The full set of records must be printed exactly as given.
[Data under study]
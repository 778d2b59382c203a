//! Integration tests for the study tools sharing one on-disk store.

use chrono::NaiveDate;
use learnease_core::stats::{BADGE_FIRST_SESSION, BADGE_THOUSAND_WORDS};
use learnease_core::{Database, FocusBlocker, Journal, StickyNotes, StudyStats};

fn date(d: u32) -> NaiveDate {
    NaiveDate::from_ymd_opt(2024, 3, d).unwrap()
}

#[test]
fn test_tools_survive_reopening_the_database() {
    let dir = tempfile::tempdir().unwrap();
    let path = dir.path().join("learnease.db");

    {
        let db = Database::open_at(&path).unwrap();
        Journal::new(&db).add("Notes on ownership and borrowing.", date(4)).unwrap();
        StickyNotes::new(&db).add("revise lifetimes", None).unwrap();
        let blocker = FocusBlocker::new(&db);
        blocker.set_active(true).unwrap();
        blocker.add_site("news.ycombinator.com").unwrap();
        StudyStats::new(&db).record_focus(date(4), 25).unwrap();
    }

    let db = Database::open_at(&path).unwrap();
    assert_eq!(Journal::new(&db).entries().unwrap().len(), 1);
    assert_eq!(StickyNotes::new(&db).list().unwrap()[0].text, "revise lifetimes");
    assert!(FocusBlocker::new(&db)
        .is_blocked("https://news.ycombinator.com/newest")
        .unwrap());

    let summary = StudyStats::new(&db).summary(date(4)).unwrap();
    assert_eq!(summary.weekly_stats[0].words, 5);
    assert_eq!(summary.streak, 1);
    assert_eq!(summary.badges, vec![BADGE_FIRST_SESSION.to_string()]);
}

#[test]
fn test_journal_words_earn_the_word_badge() {
    let db = Database::open_memory().unwrap();
    let journal = Journal::new(&db);
    let essay = "word ".repeat(600);
    journal.add(&essay, date(5)).unwrap();
    journal.add(&essay, date(6)).unwrap();

    let stats = StudyStats::new(&db);
    assert!(stats.badges().unwrap().contains(&BADGE_THOUSAND_WORDS.to_string()));
    assert_eq!(stats.streak().unwrap(), 2);
}
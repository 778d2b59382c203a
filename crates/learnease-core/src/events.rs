use chrono::{DateTime, Utc};
use serde::{Deserialize, Serialize};

use crate::pomodoro::Mode;

/// Every state change in a timer produces an Event.
/// Subscribers (stats recording, UI surfaces) receive them over a broadcast
/// channel; a missing subscriber never blocks the timer.
#[derive(Debug, Clone, PartialEq, Serialize, Deserialize)]
#[serde(tag = "type", rename_all_fields = "camelCase")]
pub enum Event {
    PomodoroStarted {
        mode: Mode,
        seconds_left: u32,
        at: DateTime<Utc>,
    },
    PomodoroPaused {
        mode: Mode,
        seconds_left: u32,
        at: DateTime<Utc>,
    },
    PomodoroReset {
        at: DateTime<Utc>,
    },
    /// A phase ran out and the next one began.
    PhaseCompleted {
        from: Mode,
        to: Mode,
        /// Configured length of the phase that just ended.
        minutes: u32,
        cycle_count: u32,
        at: DateTime<Utc>,
    },
    SettingsUpdated {
        work_minutes: u32,
        break_minutes: u32,
        long_break_minutes: u32,
        cycles_before_long_break: u32,
        at: DateTime<Utc>,
    },
    ReadingStarted {
        url: String,
        at: DateTime<Utc>,
    },
    ReadingStopped {
        url: String,
        seconds: u64,
        at: DateTime<Utc>,
    },
}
[/Data under study]
**Result for this task**
repository 778d2b59382c203a
//! Integration tests for the study tools sharing one on-disk store.

use chrono::NaiveDate;
use learnease_core::stats::{BADGE_FIRST_SESSION, BADGE_THOUSAND_WORDS};
use learnease_core::{Database, FocusBlocker, Journal, StickyNotes, StudyStats};

fn date(d: u32) -> NaiveDate {
    NaiveDate::from_ymd_opt(2024, 3, d).unwrap()
}

#[test]
fn test_tools_survive_reopening_the_database() {
    let dir = tempfile::tempdir().unwrap();
    let path = dir.path().join("learnease.db");

    {
        let db = Database::open_at(&path).unwrap();
        Journal::new(&db).add("Notes on ownership and borrowing.", date(4)).unwrap();
        StickyNotes::new(&db).add("revise lifetimes", None).unwrap();
        let blocker = FocusBlocker::new(&db);
        blocker.set_active(true).unwrap();
        blocker.add_site("news.ycombinator.com").unwrap();
        StudyStats::new(&db).record_focus(date(4), 25).unwrap();
    }

    let db = Database::open_at(&path).unwrap();
    assert_eq!(Journal::new(&db).entries().unwrap().len(), 1);
    assert_eq!(StickyNotes::new(&db).list().unwrap()[0].text, "revise lifetimes");
    assert!(FocusBlocker::new(&db)
        .is_blocked("https://news.ycombinator.com/newest")
        .unwrap());

    let summary = StudyStats::new(&db).summary(date(4)).unwrap();
    assert_eq!(summary.weekly_stats[0].words, 5);
    assert_eq!(summary.streak, 1);
    assert_eq!(summary.badges, vec![BADGE_FIRST_SESSION.to_string()]);
}

#[test]
fn test_journal_words_earn_the_word_badge() {
    let db = Database::open_memory().unwrap();
    let journal = Journal::new(&db);
    let essay = "word ".repeat(600);
    journal.add(&essay, date(5)).unwrap();
    journal.add(&essay, date(6)).unwrap();

    let stats = StudyStats::new(&db);
    assert!(stats.badges().unwrap().contains(&BADGE_THOUSAND_WORDS.to_string()));
    assert_eq!(stats.streak().unwrap(), 2);
}
repository 778d2b59382c203a
filename crates/learnease-core/src/events.rs
use chrono::{DateTime, Utc};
use serde::{Deserialize, Serialize};

use crate::pomodoro::Mode;

/// Every state change in a timer produces an Event.
/// Subscribers (stats recording, UI surfaces) receive them over a broadcast
/// channel; a missing subscriber never blocks the timer.
#[derive(Debug, Clone, PartialEq, Serialize, Deserialize)]
#[serde(tag = "type", rename_all_fields = "camelCase")]
pub enum Event {
    PomodoroStarted {
        mode: Mode,
        seconds_left: u32,
        at: DateTime<Utc>,
    },
    PomodoroPaused {
        mode: Mode,
        seconds_left: u32,
        at: DateTime<Utc>,
    },
    PomodoroReset {
        at: DateTime<Utc>,
    },
    /// A phase ran out and the next one began.
    PhaseCompleted {
        from: Mode,
        to: Mode,
        /// Configured length of the phase that just ended.
        minutes: u32,
        cycle_count: u32,
        at: DateTime<Utc>,
    },
    SettingsUpdated {
        work_minutes: u32,
        break_minutes: u32,
        long_break_minutes: u32,
        cycles_before_long_break: u32,
        at: DateTime<Utc>,
    },
    ReadingStarted {
        url: String,
        at: DateTime<Utc>,
    },
    ReadingStopped {
        url: String,
        seconds: u64,
        at: DateTime<Utc>,
    },
}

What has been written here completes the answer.